Melbourne’s science museum on the Yarra at Spotswood combines the French chateau style of the 19th-century pumping station with a modern circular building – an environment for a program combining traditional choral sound with live sound processing, electronic music and newly-invented instruments.

Fittingly for a science museum, the program, on November 7 1992, moved from traditional repertoire of choral songs towards the ‘pure sound’ of invented instruments, improvising choir and live electronics. It was presented as a collaboration between Astra and the Music Department at La Trobe University – at that time at its height as the largest department in the country and a celebrated university centre for music technology and experiment. (The Department was later closed down owing to university budget cuts in 1999.)

The Sewerage Pumping Station is registered as being of historical and architectural significance to the State of Victoria. More information can be found by searching for this building on the Victorian Heritage Register.

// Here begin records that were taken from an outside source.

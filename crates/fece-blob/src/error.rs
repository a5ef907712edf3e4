//! Error type for `fece-blob`.

use thiserror::Error;

#[derive(Debug, Error)]
pub enum Error {
  /// The URL a caller handed us does not contain an object key we own.
  #[error("invalid object url: {0}")]
  InvalidUrl(String),

  #[error("io error: {0}")]
  Io(#[from] std::io::Error),

  #[error("object store request failed: {0}")]
  Http(#[from] reqwest::Error),

  #[error("object store returned {status} for key {key:?}")]
  UnexpectedStatus { status: u16, key: String },

  #[error("signing error: {0}")]
  Sign(String),
}

pub type Result<T, E = Error> = std::result::Result<T, E>;
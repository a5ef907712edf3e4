//! JSON REST API for the FECE ON EARTH song site.
//!
//! Exposes an axum [`Router`] backed by any [`RecordStore`] +
//! [`BlobStore`] pair. Transport concerns (static file serving, tracing
//! middleware, the local upload route) belong to the server binary.
//!
//! # Mounting
//!
//! ```rust,ignore
//! .nest("/api", fece_api::api_router(state.clone()))
//! ```

pub mod error;
pub mod songs;
pub mod submissions;
pub mod upload;
pub mod years;

use std::sync::Arc;

use axum::{
  Router,
  routing::{get, post},
};
use fece_core::{blob::BlobStore, store::RecordStore};

pub use error::ApiError;

// ─── Application state ───────────────────────────────────────────────────────

/// Shared state threaded through all handlers. Built once in the process
/// entry point; both handles are injected, never global.
pub struct AppState<S, B> {
  pub store: Arc<S>,
  pub blobs: Arc<B>,
}

// Manual impl so `S`/`B` don't need to be `Clone` themselves.
impl<S, B> Clone for AppState<S, B> {
  fn clone(&self) -> Self {
    Self {
      store: self.store.clone(),
      blobs: self.blobs.clone(),
    }
  }
}

// ─── Router ──────────────────────────────────────────────────────────────────

/// Build a fully-materialised API router for `state`.
///
/// The returned `Router<()>` can be nested into any parent router
/// regardless of its own state type.
pub fn api_router<S, B>(state: AppState<S, B>) -> Router<()>
where
  S: RecordStore + 'static,
  B: BlobStore + 'static,
{
  Router::new()
    // Years
    .route("/years", get(years::list::<S, B>).post(years::create::<S, B>))
    .route(
      "/years/{id}",
      get(years::get_one::<S, B>).patch(years::update::<S, B>),
    )
    // Songs
    .route("/songs", get(songs::list::<S, B>).post(songs::create::<S, B>))
    .route(
      "/songs/{id}",
      get(songs::get_one::<S, B>)
        .patch(songs::update::<S, B>)
        .delete(songs::delete::<S, B>),
    )
    // Submissions
    .route(
      "/submissions",
      get(submissions::list::<S, B>).post(submissions::create::<S, B>),
    )
    .route(
      "/submissions/{id}",
      get(submissions::get_one::<S, B>)
        .patch(submissions::update::<S, B>)
        .delete(submissions::delete::<S, B>),
    )
    // Presigned uploads
    .route("/upload-url", post(upload::create_url::<S, B>))
    .with_state(state)
}

// ─── Integration tests ───────────────────────────────────────────────────────

#[cfg(test)]
mod tests {
  use std::sync::Arc;

  use axum::{
    body::Body,
    http::{Request, StatusCode, header},
  };
  use bytes::Bytes;
  use fece_blob::LocalBlobStore;
  use fece_core::blob::BlobStore as _;
  use fece_store_sqlite::SqliteStore;
  use serde_json::{Value, json};
  use tower::ServiceExt as _;

  use super::*;

  struct TestApp {
    router: Router,
    blobs:  Arc<LocalBlobStore>,
    // Held so the blob directory outlives the test.
    _dir:   tempfile::TempDir,
  }

  async fn app() -> TestApp {
    let store = SqliteStore::open_in_memory().await.unwrap();
    let dir = tempfile::tempdir().unwrap();
    let blobs = Arc::new(LocalBlobStore::new(
      dir.path(),
      "http://localhost:3000",
      "http://localhost:3000/api/upload",
    ));
    let router = api_router(AppState {
      store: Arc::new(store),
      blobs: blobs.clone(),
    });
    TestApp {
      router,
      blobs,
      _dir: dir,
    }
  }

  async fn call(
    app: &TestApp,
    method: &str,
    uri: &str,
    body: Option<Value>,
  ) -> (StatusCode, Value) {
    let mut builder = Request::builder().method(method).uri(uri);
    let body = match body {
      Some(v) => {
        builder = builder.header(header::CONTENT_TYPE, "application/json");
        Body::from(v.to_string())
      }
      None => Body::empty(),
    };
    let resp = app
      .router
      .clone()
      .oneshot(builder.body(body).unwrap())
      .await
      .unwrap();

    let status = resp.status();
    let bytes = axum::body::to_bytes(resp.into_body(), usize::MAX)
      .await
      .unwrap();
    let value = if bytes.is_empty() {
      Value::Null
    } else {
      serde_json::from_slice(&bytes).unwrap()
    };
    (status, value)
  }

  async fn create_year(app: &TestApp, year: i32) -> i64 {
    let (status, body) =
      call(app, "POST", "/years", Some(json!({ "year": year }))).await;
    assert_eq!(status, StatusCode::CREATED);
    body["id"].as_i64().unwrap()
  }

  fn submission_payload(title: &str, fartist: &str) -> Value {
    json!({
      "title": title,
      "fartist": fartist,
      "bio": "recorded in a garage",
      "audioUrl": format!("http://localhost:3000/audio/1-{title}.mp3"),
      "audioFileName": format!("{title}.mp3"),
    })
  }

  // ── Submission intake ───────────────────────────────────────────────────

  #[tokio::test]
  async fn valid_submission_returns_201_and_lists_as_pending() {
    let app = app().await;

    let (status, created) = call(
      &app,
      "POST",
      "/submissions",
      Some(submission_payload("Sleigh What", "Mrs. Claws")),
    )
    .await;
    assert_eq!(status, StatusCode::CREATED);
    assert_eq!(created["status"], "PENDING");
    assert_eq!(created["fartist"], "Mrs. Claws");
    assert_eq!(created["targetYear"], Value::Null);

    let (status, listed) = call(&app, "GET", "/submissions", None).await;
    assert_eq!(status, StatusCode::OK);
    let listed = listed.as_array().unwrap();
    assert_eq!(listed.len(), 1);
    assert_eq!(listed[0]["title"], "Sleigh What");
    assert_eq!(listed[0]["status"], "PENDING");
  }

  #[tokio::test]
  async fn submission_missing_required_fields_is_rejected() {
    let app = app().await;

    for payload in [
      json!({ "fartist": "X", "audioUrl": "http://x/audio/1-a.mp3" }),
      json!({ "title": "T", "audioUrl": "http://x/audio/1-a.mp3" }),
      json!({ "title": "T", "fartist": "X" }),
    ] {
      let (status, body) = call(&app, "POST", "/submissions", Some(payload)).await;
      assert_eq!(status, StatusCode::BAD_REQUEST);
      assert!(body["error"].is_string());
    }

    // No records were created.
    let (_, listed) = call(&app, "GET", "/submissions", None).await;
    assert!(listed.as_array().unwrap().is_empty());
  }

  // ── Moderation ──────────────────────────────────────────────────────────

  #[tokio::test]
  async fn approving_pending_submission_promotes_it() {
    let app = app().await;
    let year_id = create_year(&app, 2025).await;

    let (_, sub) = call(
      &app,
      "POST",
      "/submissions",
      Some(submission_payload("Tinsel Fever", "Garland Greg")),
    )
    .await;
    let sub_id = sub["id"].as_i64().unwrap();

    let (status, approved) = call(
      &app,
      "PATCH",
      &format!("/submissions/{sub_id}"),
      Some(json!({ "status": "APPROVED", "yearId": year_id })),
    )
    .await;
    assert_eq!(status, StatusCode::OK);
    assert_eq!(approved["status"], "APPROVED");
    assert_eq!(approved["targetYear"], 2025);

    // Exactly one song, fields copied, URL reused verbatim.
    let (_, songs) = call(&app, "GET", "/songs", None).await;
    let songs = songs.as_array().unwrap();
    assert_eq!(songs.len(), 1);
    assert_eq!(songs[0]["title"], "Tinsel Fever");
    assert_eq!(songs[0]["fartist"], "Garland Greg");
    assert_eq!(songs[0]["bio"], "recorded in a garage");
    assert_eq!(songs[0]["audioUrl"], sub["audioUrl"]);
    assert_eq!(songs[0]["year"]["year"], 2025);
  }

  #[tokio::test]
  async fn approving_without_year_id_is_rejected() {
    let app = app().await;
    let (_, sub) = call(
      &app,
      "POST",
      "/submissions",
      Some(submission_payload("Halfway", "Approved")),
    )
    .await;
    let sub_id = sub["id"].as_i64().unwrap();

    let (status, body) = call(
      &app,
      "PATCH",
      &format!("/submissions/{sub_id}"),
      Some(json!({ "status": "APPROVED" })),
    )
    .await;
    assert_eq!(status, StatusCode::BAD_REQUEST);
    assert!(body["error"].is_string());

    // Still pending, no song created.
    let (_, fetched) = call(&app, "GET", &format!("/submissions/{sub_id}"), None).await;
    assert_eq!(fetched["status"], "PENDING");
  }

  #[tokio::test]
  async fn rejecting_sets_status_and_creates_no_song() {
    let app = app().await;
    let (_, sub) = call(
      &app,
      "POST",
      "/submissions",
      Some(submission_payload("Too Edgy", "The Grinch")),
    )
    .await;
    let sub_id = sub["id"].as_i64().unwrap();

    let (status, rejected) = call(
      &app,
      "PATCH",
      &format!("/submissions/{sub_id}"),
      Some(json!({ "status": "REJECTED" })),
    )
    .await;
    assert_eq!(status, StatusCode::OK);
    assert_eq!(rejected["status"], "REJECTED");

    let (_, songs) = call(&app, "GET", "/songs", None).await;
    assert!(songs.as_array().unwrap().is_empty());
  }

  #[tokio::test]
  async fn approving_missing_submission_or_year_is_404() {
    let app = app().await;
    let year_id = create_year(&app, 2025).await;

    let (status, _) = call(
      &app,
      "PATCH",
      "/submissions/404",
      Some(json!({ "status": "APPROVED", "yearId": year_id })),
    )
    .await;
    assert_eq!(status, StatusCode::NOT_FOUND);

    let (_, sub) = call(
      &app,
      "POST",
      "/submissions",
      Some(submission_payload("Lost", "Nobody")),
    )
    .await;
    let sub_id = sub["id"].as_i64().unwrap();
    let (status, _) = call(
      &app,
      "PATCH",
      &format!("/submissions/{sub_id}"),
      Some(json!({ "status": "APPROVED", "yearId": 404 })),
    )
    .await;
    assert_eq!(status, StatusCode::NOT_FOUND);
  }

  // ── Submission deletion ─────────────────────────────────────────────────

  #[tokio::test]
  async fn deleting_submission_removes_row_even_if_blob_delete_fails() {
    let app = app().await;

    // The audio URL points at an object that was never stored.
    let (_, sub) = call(
      &app,
      "POST",
      "/submissions",
      Some(submission_payload("Phantom", "No Object")),
    )
    .await;
    let sub_id = sub["id"].as_i64().unwrap();

    let (status, body) =
      call(&app, "DELETE", &format!("/submissions/{sub_id}"), None).await;
    assert_eq!(status, StatusCode::OK);
    assert_eq!(body["success"], true);

    let (status, _) = call(&app, "GET", &format!("/submissions/{sub_id}"), None).await;
    assert_eq!(status, StatusCode::NOT_FOUND);
  }

  #[tokio::test]
  async fn deleting_submission_deletes_its_stored_audio() {
    let app = app().await;

    let url = app
      .blobs
      .upload(Bytes::from_static(b"mp3"), "real.mp3", "audio/mpeg")
      .await
      .unwrap();
    let key = fece_core::blob::key_from_url(&url).unwrap();

    let (_, sub) = call(
      &app,
      "POST",
      "/submissions",
      Some(json!({
        "title": "Stored",
        "fartist": "On Disk",
        "audioUrl": url,
      })),
    )
    .await;
    let sub_id = sub["id"].as_i64().unwrap();

    let (status, _) = call(&app, "DELETE", &format!("/submissions/{sub_id}"), None).await;
    assert_eq!(status, StatusCode::OK);
    assert!(!app.blobs.root().join(key).exists());
  }

  // ── Years and songs ─────────────────────────────────────────────────────

  #[tokio::test]
  async fn year_playlist_lists_songs_in_creation_order() {
    let app = app().await;
    let year_id = create_year(&app, 2025).await;

    for (title, fartist) in [
      ("Frosty Twinkle", "Saint Mary of Puddle"),
      ("Diarrhea For Christmas", "DJ Yule"),
    ] {
      let (status, _) = call(
        &app,
        "POST",
        "/songs",
        Some(json!({
          "title": title,
          "fartist": fartist,
          "audioUrl": format!("http://localhost:3000/audio/1-{title}.mp3"),
          "yearId": year_id,
        })),
      )
      .await;
      assert_eq!(status, StatusCode::CREATED);
    }

    let (status, year) = call(&app, "GET", &format!("/years/{year_id}"), None).await;
    assert_eq!(status, StatusCode::OK);
    assert_eq!(year["year"], 2025);
    let titles: Vec<&str> = year["songs"]
      .as_array()
      .unwrap()
      .iter()
      .map(|s| s["title"].as_str().unwrap())
      .collect();
    assert_eq!(titles, ["Frosty Twinkle", "Diarrhea For Christmas"]);
  }

  #[tokio::test]
  async fn duplicate_year_is_rejected() {
    let app = app().await;
    create_year(&app, 2025).await;

    let (status, body) =
      call(&app, "POST", "/years", Some(json!({ "year": 2025 }))).await;
    assert_eq!(status, StatusCode::BAD_REQUEST);
    assert!(body["error"].is_string());
  }

  #[tokio::test]
  async fn missing_records_return_404_with_error_body() {
    let app = app().await;
    for uri in ["/years/99", "/songs/99", "/submissions/99"] {
      let (status, body) = call(&app, "GET", uri, None).await;
      assert_eq!(status, StatusCode::NOT_FOUND, "{uri}");
      assert!(body["error"].is_string(), "{uri}");
    }
  }

  #[tokio::test]
  async fn song_create_requires_all_fields_and_real_year() {
    let app = app().await;

    let (status, _) = call(
      &app,
      "POST",
      "/songs",
      Some(json!({ "title": "No Year", "fartist": "X" })),
    )
    .await;
    assert_eq!(status, StatusCode::BAD_REQUEST);

    let (status, _) = call(
      &app,
      "POST",
      "/songs",
      Some(json!({
        "title": "Ghost Year",
        "fartist": "X",
        "audioUrl": "http://x/audio/1-g.mp3",
        "yearId": 42,
      })),
    )
    .await;
    assert_eq!(status, StatusCode::NOT_FOUND);
  }

  // ── Presigned uploads ───────────────────────────────────────────────────

  #[tokio::test]
  async fn upload_url_returns_key_and_urls() {
    let app = app().await;

    let (status, body) = call(
      &app,
      "POST",
      "/upload-url",
      Some(json!({ "fileName": "my song!.mp3", "contentType": "audio/mpeg" })),
    )
    .await;
    assert_eq!(status, StatusCode::OK);

    let key = body["key"].as_str().unwrap();
    assert!(key.starts_with("audio/"));
    assert!(key.ends_with("-my_song_.mp3"));
    assert_eq!(
      body["uploadUrl"],
      format!("http://localhost:3000/api/upload/{key}")
    );
    assert_eq!(body["publicUrl"], format!("http://localhost:3000/{key}"));
  }

  #[tokio::test]
  async fn upload_url_requires_name_and_type() {
    let app = app().await;
    let (status, body) = call(
      &app,
      "POST",
      "/upload-url",
      Some(json!({ "fileName": "a.mp3" })),
    )
    .await;
    assert_eq!(status, StatusCode::BAD_REQUEST);
    assert_eq!(body["error"], "fileName and contentType are required");
  }
}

For 30 years, the concerts of Astra Chamber Music Society have ranged around Melbourne’s architectural environment. Each concert has had a site-specific design that takes advantage of the marvelous visual qualities, spatial possibilities, and acoustic personality of each building. The music, in turn, contributes a new quality to the perception of the buildings, now experienced by audiences as a sounding space - an area where cultural issues from music’s history are traversed, and new ideas in Australian composition are explored.